Abstract

This study aimed to develop a model to predict KRAS mutations in colorectal cancer according to radiomic signatures based on CT and clinical risk factors. This retrospective study included 172 patients with colorectal cancer. All patients were randomized at a 7:3 ratio into a training cohort (n = 121, 38.8% positive for KRAS mutation) and a validation cohort (n = 51, 39.2% positive for KRAS mutation). Radiomics features were extracted from single-slice and full-volume regions of interest on the portal-venous CT images. The least absolute shrinkage and selection operator (LASSO) algorithm was adopted to construct a radiomics signature, and logistic regression was applied to select the significant variables to develop the clinical-radiomics model. The predictive performance was evaluated by receiver operating characteristic curve (ROC) analysis, calibration curve analysis, and decision curve analysis (DCA). 1018 radiomics features were extracted from single-slice and full-volume ROIs. Eight features were retained to construct 2D (two-dimensional, 2D) radiomics model. Similarly, eight features were retained to construct 3D (three-dimensional, 3D) radiomics model.
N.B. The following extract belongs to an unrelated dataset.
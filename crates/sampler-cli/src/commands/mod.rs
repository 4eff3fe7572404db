pub mod cvs;
pub mod run;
The area under the curve (AUC) values of the test cohort were 0.75 and 0.84, respectively. Delong test showed that the integrated nomogram (AUC = 0.92 in the test cohort) had better clinical predictive efficiency than 2D radiomics (p-value < 0.05) model and 3D radiomics model (p-value < 0.05). The 2D and 3D radiomics models can both predict KRAS mutations. And, the integrated nomogram can be better applied to predict KRAS mutation status in colorectal cancer. CT-based radiomics showed satisfactory diagnostic significance for the KRAS status in colorectal cancer, the clinical-combined model may be applied in the individual pre-operative prediction of KRAS mutation.